Они осмотрели переднюю часть каждого тела, изучили грудь и живот в поисках ран и повреждений, но, если не считать нескольких царапин на руках и голенях, никаких признаков насилия не заметили.
– Эти ссадины возникли после того, как прибой протащил их через рифы, – они там были как в камнедробилке, – негромко заметил Аэльфрик.
Джон и Гвин выпрямились одновременно и принялись отряхивать песок с рук и одежды.
– Совершенно очевидно, что они утонули, но тогда о чем лепетал этот чертов отшельник? – пробормотал себе под нос телохранитель коронера.
– От всей этой истории дурно пахнет, – отозвался Джон шепотом, чтобы его не услышал староста. – После того что нам рассказал вчера Томас, мы должны докопаться до истины.
Сейчас, когда тела лежали в ряд на песке, Аэльфрик и его люди встревожено смотрели на Джона де Вулфа.
– Теперь, когда вы осмотрели трупы, коронер, можно нам похоронить их снова?
– Нет, еще нет!
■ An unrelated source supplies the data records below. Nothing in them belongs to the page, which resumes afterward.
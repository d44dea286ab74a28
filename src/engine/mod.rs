pub mod candidate;
pub mod clock;
pub mod config;
pub mod evaluator;
pub mod ledger;
pub mod lifecycle;
pub mod selector;
pub mod server;
// Concrete asset resolvers used by the binary.

use std::path::{Path, PathBuf};

use futures::future::BoxFuture;
use futures::FutureExt;

use crate::engine::selector::AssetResolver;

/// Treats every image as available. Used when no asset directory is configured.
#[derive(Debug, Clone, Copy, Default)]
pub struct AcceptAll;

impl AssetResolver for AcceptAll {
    fn resolve<'a>(&'a self, _image_ref: &'a str) -> BoxFuture<'a, bool> {
        futures::future::ready(true).boxed()
    }
}

/// Resolves an image ref to a file in a local mirror of the image CDN,
/// keyed by the last path segment of the ref.
#[derive(Debug, Clone)]
pub struct DirectoryResolver {
    root: PathBuf,
}

impl DirectoryResolver {
    pub fn new(root: impl Into<PathBuf>) -> Self {
        Self { root: root.into() }
    }

    pub fn root(&self) -> &Path {
        &self.root
    }

    /// Local path for an image ref, or None if the ref has no usable file name.
    pub fn local_path(&self, image_ref: &str) -> Option<PathBuf> {
        let without_query = image_ref.split(['?', '#']).next().unwrap_or_default();
        let file_name = without_query.rsplit('/').next().unwrap_or_default();
        if file_name.is_empty() || file_name == "." || file_name == ".." {
            return None;
        }
        Some(self.root.join(file_name))
    }
}

impl AssetResolver for DirectoryResolver {
    fn resolve<'a>(&'a self, image_ref: &'a str) -> BoxFuture<'a, bool> {
        async move {
            let Some(path) = self.local_path(image_ref) else {
                return false;
            };
            match tokio::fs::try_exists(&path).await {
                Ok(found) => found,
                Err(e) => {
                    tracing::debug!("Could not probe {}: {e}", path.display());
                    false
                }
            }
        }
        .boxed()
    }
}
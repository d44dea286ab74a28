//! Timed image-naming trivia for Teamfight Tactics traits, tacticians and
//! augments.
//!
//! [`engine::lifecycle::RoundLifecycle`] is the state machine every mode runs;
//! [`engine::server::GameServer`] drives it on a tokio task with a real clock.

pub mod assets;
pub mod config;
pub mod engine;
pub mod error;
pub mod loader;
pub mod metrics;
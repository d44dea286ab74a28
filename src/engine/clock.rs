// Session countdown. Pure state machine: the server loop owns the real
// interval and feeds one `tick()` per elapsed second.

use serde::Serialize;

use super::config::DEFAULT_SESSION_SECONDS;

#[derive(Debug, Clone, Copy, PartialEq, Eq, Serialize)]
#[serde(rename_all = "snake_case")]
pub enum ClockState {
    Idle,
    Ticking,
    Expired,
}

/// Outcome of feeding one tick to the clock.
#[derive(Debug, Clone, Copy, PartialEq, Eq)]
pub enum ClockEvent {
    /// The clock was not ticking; nothing changed.
    Ignored,
    /// One second elapsed; carries the seconds left.
    Ticked(u32),
    /// The countdown reached zero. Emitted exactly once per session.
    Expired,
}

#[derive(Debug, Clone)]
pub struct SessionClock {
    state: ClockState,
    remaining: u32,
}

impl SessionClock {
    pub fn new(seconds: u32) -> Self {
        Self {
            state: ClockState::Idle,
            remaining: seconds,
        }
    }

    pub fn state(&self) -> ClockState {
        self.state
    }

    pub fn time_remaining(&self) -> u32 {
        self.remaining
    }

    pub fn is_ticking(&self) -> bool {
        self.state == ClockState::Ticking
    }

    /// Idle -> Ticking. Returns false (and does nothing) in any other state.
    pub fn start(&mut self) -> bool {
        if self.state != ClockState::Idle {
            return false;
        }
        self.state = ClockState::Ticking;
        true
    }

    pub fn tick(&mut self) -> ClockEvent {
        if self.state != ClockState::Ticking {
            return ClockEvent::Ignored;
        }
        self.remaining = self.remaining.saturating_sub(1);
        if self.remaining == 0 {
            self.state = ClockState::Expired;
            ClockEvent::Expired
        } else {
            ClockEvent::Ticked(self.remaining)
        }
    }

    /// Back to Idle with a fresh budget. Ticks are ignored until the next `start()`.
    pub fn reset(&mut self, seconds: u32) {
        self.state = ClockState::Idle;
        self.remaining = seconds;
    }
}

impl Default for SessionClock {
    fn default() -> Self {
        Self::new(DEFAULT_SESSION_SECONDS)
    }
}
Их следует должным образом опознать и установить принадлежность к английской нации, если это возможно.
Староста тупо взглянул на королевского коронера. Слова для него ничего не значили.
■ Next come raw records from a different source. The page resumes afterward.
// Running score and the per-process high-score board.

use serde::Serialize;

use super::config::HIGH_SCORE_CAPACITY;

/// Finished-session scores, highest first, capped at a fixed length.
#[derive(Debug, Clone, PartialEq, Eq, Serialize)]
pub struct HighScoreBoard {
    entries: Vec<u32>,
    #[serde(skip)]
    capacity: usize,
}

impl HighScoreBoard {
    pub fn new(capacity: usize) -> Self {
        Self {
            entries: Vec::with_capacity(capacity + 1),
            capacity,
        }
    }

    pub fn entries(&self) -> &[u32] {
        &self.entries
    }

    pub fn len(&self) -> usize {
        self.entries.len()
    }

    pub fn is_empty(&self) -> bool {
        self.entries.is_empty()
    }

    fn insert(&mut self, score: u32) {
        self.entries.push(score);
        self.entries.sort_unstable_by(|a, b| b.cmp(a));
        self.entries.truncate(self.capacity);
    }
}

impl Default for HighScoreBoard {
    fn default() -> Self {
        Self::new(HIGH_SCORE_CAPACITY)
    }
}

/// Owns the running score of the current session and the board of past ones.
#[derive(Debug, Clone, Default)]
pub struct ScoreLedger {
    running: u32,
    board: HighScoreBoard,
}

impl ScoreLedger {
    pub fn new() -> Self {
        Self::default()
    }

    pub fn running_score(&self) -> u32 {
        self.running
    }

    pub fn high_scores(&self) -> &HighScoreBoard {
        &self.board
    }

    pub fn add_points(&mut self, points: u32) {
        self.running += points;
    }

    /// Record the running score on the board. The caller guarantees one call
    /// per finished session; every call inserts an entry.
    pub fn finalize_session(&mut self) {
        self.board.insert(self.running);
    }

    /// Zero the running score. The board is kept.
    pub fn reset(&mut self) {
        self.running = 0;
    }
}
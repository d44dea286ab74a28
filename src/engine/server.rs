// Game server: owns one RoundLifecycle on a tokio task, drives the session
// clock and the deferred round advance, and publishes snapshots to watchers.

use std::future::pending;

use tokio::sync::{mpsc, oneshot, watch};
use tokio::task::JoinHandle;
use tokio::time::{interval_at, sleep_until, Instant, Interval, MissedTickBehavior};

use super::candidate::CandidateSource;
use super::clock::ClockEvent;
use super::config::TICK_INTERVAL;
use super::evaluator::GuessResult;
use super::lifecycle::{LifecycleSnapshot, RoundLifecycle};
use crate::error::GameError;

type Reply<T> = oneshot::Sender<Result<T, GameError>>;

/// Requests processed one at a time by the server loop. A request that
/// arrives while a round is being selected waits in the channel.
enum Command {
    Guess { text: String, reply: Reply<GuessResult> },
    Skip { reply: Reply<()> },
    Restart { reply: Reply<()> },
    Reload {
        source: CandidateSource,
        reply: Reply<()>,
    },
    Shutdown,
}

/// Handle to a running game. Dropping it stops the loop, the session clock and
/// any pending advance.
pub struct GameServer {
    commands: mpsc::Sender<Command>,
    snapshots: watch::Receiver<LifecycleSnapshot>,
    task: Option<JoinHandle<()>>,
}

impl GameServer {
    /// Start the loop. The first round is selected from `source` before any
    /// command is served.
    pub fn spawn(lifecycle: RoundLifecycle, source: CandidateSource) -> Self {
        let (cmd_tx, cmd_rx) = mpsc::channel(32);
        let (snap_tx, snap_rx) = watch::channel(lifecycle.snapshot());

        let worker = Worker {
            lifecycle,
            commands: cmd_rx,
            snapshots: snap_tx,
            ticker: None,
        };
        let task = tokio::spawn(worker.run(source));

        Self {
            commands: cmd_tx,
            snapshots: snap_rx,
            task: Some(task),
        }
    }

    /// Subscribe to state changes.
    pub fn subscribe(&self) -> watch::Receiver<LifecycleSnapshot> {
        self.snapshots.clone()
    }

    /// Latest published state.
    pub fn snapshot(&self) -> LifecycleSnapshot {
        self.snapshots.borrow().clone()
    }

    pub async fn guess(&self, text: impl Into<String>) -> Result<GuessResult, GameError> {
        let text = text.into();
        self.request(|reply| Command::Guess { text, reply }).await
    }

    pub async fn skip(&self) -> Result<(), GameError> {
        self.request(|reply| Command::Skip { reply }).await
    }

    pub async fn restart(&self) -> Result<(), GameError> {
        self.request(|reply| Command::Restart { reply }).await
    }

    /// Supply a new candidate list after a failed load.
    pub async fn reload(&self, source: CandidateSource) -> Result<(), GameError> {
        self.request(|reply| Command::Reload { source, reply }).await
    }

    /// Stop the loop and wait for it to exit.
    pub async fn shutdown(mut self) {
        let _ = self.commands.send(Command::Shutdown).await;
        if let Some(task) = self.task.take() {
            let _ = task.await;
        }
    }

    async fn request<T>(
        &self,
        make: impl FnOnce(Reply<T>) -> Command,
    ) -> Result<T, GameError> {
        let (tx, rx) = oneshot::channel();
        self.commands
            .send(make(tx))
            .await
            .map_err(|_| GameError::ServerClosed)?;
        rx.await.map_err(|_| GameError::ServerClosed)?
    }
}

impl Drop for GameServer {
    fn drop(&mut self) {
        if let Some(task) = self.task.take() {
            task.abort();
        }
    }
}

struct Worker {
    lifecycle: RoundLifecycle,
    commands: mpsc::Receiver<Command>,
    snapshots: watch::Sender<LifecycleSnapshot>,
    /// Present only while the session clock is ticking.
    ticker: Option<Interval>,
}

impl Worker {
    async fn run(mut self, source: CandidateSource) {
        if let Err(e) = self.lifecycle.on_candidates_loaded(source).await {
            tracing::warn!("Initial round selection failed: {e}");
        }
        self.publish();

        loop {
            self.sync_ticker();
            let advance_due = self.lifecycle.advance_due();

            // Ticks win over the deferred advance so that expiry at the same
            // instant cancels it.
            tokio::select! {
                biased;
                _ = next_tick(&mut self.ticker) => {
                    if self.lifecycle.on_tick() == ClockEvent::Expired {
                        self.ticker = None;
                    }
                }
                _ = wait_until(advance_due) => {
                    if let Err(e) = self.lifecycle.on_advance_due().await {
                        tracing::debug!("Deferred advance dropped: {e}");
                    }
                }
                cmd = self.commands.recv() => match cmd {
                    Some(Command::Shutdown) | None => break,
                    Some(cmd) => self.handle(cmd).await,
                },
            }
            self.publish();
        }

        tracing::info!(mode = %self.lifecycle.mode(), "Game server stopped");
    }

    async fn handle(&mut self, cmd: Command) {
        match cmd {
            Command::Guess { text, reply } => {
                let result = self.lifecycle.on_guess_submitted(&text);
                self.respond(reply, result);
            }
            Command::Skip { reply } => {
                let result = self.lifecycle.on_skip().await;
                self.respond(reply, result);
            }
            Command::Restart { reply } => {
                let result = self.lifecycle.on_restart().await;
                self.respond(reply, result);
            }
            Command::Reload { source, reply } => {
                let result = self.lifecycle.on_candidates_loaded(source).await;
                self.respond(reply, result);
            }
            Command::Shutdown => {}
        }
    }

    /// Publish before replying so callers observe the new state on return.
    fn respond<T>(&mut self, reply: Reply<T>, result: Result<T, GameError>) {
        self.sync_ticker();
        self.publish();
        let _ = reply.send(result);
    }

    fn publish(&self) {
        self.snapshots.send_replace(self.lifecycle.snapshot());
    }

    fn sync_ticker(&mut self) {
        let ticking = self.lifecycle.clock().is_ticking();
        if ticking && self.ticker.is_none() {
            let mut ticker = interval_at(Instant::now() + TICK_INTERVAL, TICK_INTERVAL);
            // Seconds lost while a selection was in flight are replayed.
            ticker.set_missed_tick_behavior(MissedTickBehavior::Burst);
            self.ticker = Some(ticker);
        } else if !ticking {
            self.ticker = None;
        }
    }
}

async fn next_tick(ticker: &mut Option<Interval>) {
    match ticker {
        Some(ticker) => {
            ticker.tick().await;
        }
        None => pending().await,
    }
}

async fn wait_until(deadline: Option<Instant>) {
    match deadline {
        Some(deadline) => sleep_until(deadline).await,
        None => pending().await,
    }
}
// Application configuration, loaded from environment variables and CLI flags.

use std::path::PathBuf;

use crate::engine::candidate::Mode;
use crate::engine::config::DEFAULT_SESSION_SECONDS;
use crate::error::ConfigError;

/// Application configuration.
#[derive(Debug, Clone, PartialEq, Eq)]
pub struct Config {
    /// Which guessing game to play.
    pub mode: Mode,
    /// Candidate data file for the mode.
    pub data_path: PathBuf,
    /// Local mirror of the image CDN. When unset every image is accepted.
    pub assets_dir: Option<PathBuf>,
    /// Length of one session in seconds.
    pub session_seconds: u32,
    /// Fixed RNG seed for reproducible round order.
    pub seed: Option<u64>,
    /// Print Prometheus metrics on exit.
    pub print_metrics: bool,
}

impl Config {
    /// Load configuration from environment variables and CLI arguments.
    ///
    /// Environment variables:
    /// - `TFTDLE_MODE` - `trait`, `tactician` or `augment` (default: `trait`)
    /// - `TFTDLE_DATA` - Candidate JSON file (default: `data/<mode>s.json`)
    /// - `TFTDLE_ASSETS` - Directory of downloaded images
    /// - `TFTDLE_SECONDS` - Session length (default: 60)
    /// - `TFTDLE_SEED` - RNG seed
    ///
    /// CLI flags override the environment:
    /// `--mode`, `--data`, `--assets`, `--seconds`, `--seed`, `--metrics`.
    pub fn load() -> Result<Self, ConfigError> {
        let args: Vec<String> = std::env::args().collect();
        Self::from_sources(&args, |key| std::env::var(key).ok())
    }

    /// Build a config from explicit arguments and an environment lookup.
    pub fn from_sources(
        args: &[String],
        env: impl Fn(&str) -> Option<String>,
    ) -> Result<Self, ConfigError> {
        let lookup = |flag: &str, var: &str| Self::parse_cli_value(args, flag).or_else(|| env(var));

        let mode = match lookup("--mode", "TFTDLE_MODE") {
            Some(v) => v.parse()?,
            None => Mode::Trait,
        };

        let data_path = lookup("--data", "TFTDLE_DATA")
            .map(PathBuf::from)
            .unwrap_or_else(|| PathBuf::from(format!("data/{}s.json", mode.as_str())));

        let assets_dir = lookup("--assets", "TFTDLE_ASSETS").map(PathBuf::from);

        let session_seconds = match lookup("--seconds", "TFTDLE_SECONDS") {
            Some(v) => match v.parse::<u32>() {
                Ok(n) if n > 0 => n,
                _ => {
                    return Err(ConfigError::InvalidNumber {
                        key: "session seconds",
                        value: v,
                    })
                }
            },
            None => DEFAULT_SESSION_SECONDS,
        };

        let seed = match lookup("--seed", "TFTDLE_SEED") {
            Some(v) => Some(v.parse::<u64>().map_err(|_| ConfigError::InvalidNumber {
                key: "seed",
                value: v.clone(),
            })?),
            None => None,
        };

        let print_metrics = args.iter().any(|a| a == "--metrics");

        Ok(Config {
            mode,
            data_path,
            assets_dir,
            session_seconds,
            seed,
            print_metrics,
        })
    }

    /// Parse a CLI flag value like `--mode augment`.
    fn parse_cli_value(args: &[String], flag: &str) -> Option<String> {
        args.windows(2).find_map(|pair| {
            if pair[0] == flag {
                Some(pair[1].clone())
            } else {
                None
            }
        })
    }
}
Джон, который никогда не отличался долготерпением, пустился в объяснения.
– Согласно новому закону, кто-то должен представить мне доказательства того, что эти мертвые люди – саксонцы. В противном случае будет сочтено, что они – норманны, и тогда на вашу деревню будет наложен штраф за совершение убийства неизвестным лицом или лицами. – Он не обратил внимания на стон, который испустил Аэльфрик, и продолжал дальше. – Вы и так уже вляпались в неприятности и должны заплатить штраф за то, что похоронили тела до того, как я успел осмотреть их, и пока мы не установим их имена, нет никакой надежды доказать, что они– англичане или хотя бы выходцы из Западного Уэльса.
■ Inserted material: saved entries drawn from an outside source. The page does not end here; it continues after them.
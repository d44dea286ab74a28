// Candidate loading from the per-mode JSON data files.

use std::collections::BTreeMap;
use std::path::Path;

use serde::Deserialize;

use crate::engine::candidate::{Candidate, CandidateSource, Mode};
use crate::engine::config::*;
use crate::error::LoadError;

/// `{ "traits": ["Arcana", ...] }`
#[derive(Deserialize)]
struct TraitFile {
    traits: Vec<String>,
}

/// Data Dragon tactician listing, keyed by tactician id.
#[derive(Deserialize)]
struct TacticianFile {
    data: BTreeMap<String, TacticianEntry>,
}

#[derive(Deserialize)]
struct TacticianEntry {
    name: String,
    image: TacticianImage,
}

#[derive(Deserialize)]
struct TacticianImage {
    full: String,
}

/// `[ { "name": "...", "image": "x.png" } ]`
#[derive(Deserialize)]
struct AugmentEntry {
    name: String,
    #[serde(default)]
    image: Option<String>,
}

/// Read and parse the candidate file for `mode`.
pub async fn load_source(mode: Mode, path: &Path) -> Result<CandidateSource, LoadError> {
    let contents = tokio::fs::read_to_string(path).await?;
    let source = parse_source(mode, &contents)?;
    tracing::info!(
        mode = %mode,
        path = %path.display(),
        candidates = source.len(),
        "Loaded candidates"
    );
    Ok(source)
}

/// Parse candidate JSON for `mode`. Entries without a name (or, for augments,
/// without an image) are dropped.
pub fn parse_source(mode: Mode, json: &str) -> Result<CandidateSource, LoadError> {
    let candidates: Vec<Candidate> = match mode {
        Mode::Trait => {
            let file: TraitFile = serde_json::from_str(json)?;
            file.traits
                .into_iter()
                .map(|name| {
                    let image = trait_image_ref(&name);
                    Candidate::new(name, image)
                })
                .collect()
        }
        Mode::Tactician => {
            let file: TacticianFile = serde_json::from_str(json)?;
            file.data
                .into_values()
                .map(|t| Candidate::new(t.name, format!("{TACTICIAN_IMAGE_BASE}{}", t.image.full)))
                .collect()
        }
        Mode::Augment => {
            let entries: Vec<AugmentEntry> = serde_json::from_str(json)?;
            entries
                .into_iter()
                .filter_map(|a| {
                    let image = a.image.filter(|i| !i.trim().is_empty())?;
                    Some(Candidate::new(a.name, format!("{AUGMENT_IMAGE_BASE}{image}")))
                })
                .collect()
        }
    };

    let candidates: Vec<Candidate> = candidates
        .into_iter()
        .filter(|c| !c.name.trim().is_empty())
        .collect();

    if candidates.is_empty() {
        return Err(LoadError::Empty);
    }
    Ok(CandidateSource::new(candidates))
}

/// Wiki icon URL for a trait. Every whitespace run, leading and trailing
/// ones included, becomes a single underscore.
pub fn trait_image_ref(name: &str) -> String {
    let mut slug = String::with_capacity(name.len());
    let mut in_space = false;
    for ch in name.chars() {
        if ch.is_whitespace() {
            if !in_space {
                slug.push('_');
            }
            in_space = true;
        } else {
            slug.push(ch);
            in_space = false;
        }
    }
    format!("{TRAIT_IMAGE_BASE}{slug}{TRAIT_IMAGE_SUFFIX}")
}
Староста перевел взгляд на своих людей и в ужасе закатил глаза, предвкушая двойной штраф, когда они наконец предстанут перед правосудием.
– Но откуда нам знать, кто они, сэр? Обычные тела, вынесенные морем на сушу, и они не имеют к нашей деревне никакого отношения!
Джон молча пожал плечами – его работа заключалась в том, чтобы новые законы соблюдались, а вовсе не в том, чтобы подвергать их сомнению.
Гвин, человек незнатного происхождения, в некотором смысле недалеко ушел от простых обитателей Торра, поэтому испытывал к ним нечто вроде симпатии и даже попытался помочь. Он обвел взглядом береговую линию, его нечесаные волосы трепал ветер.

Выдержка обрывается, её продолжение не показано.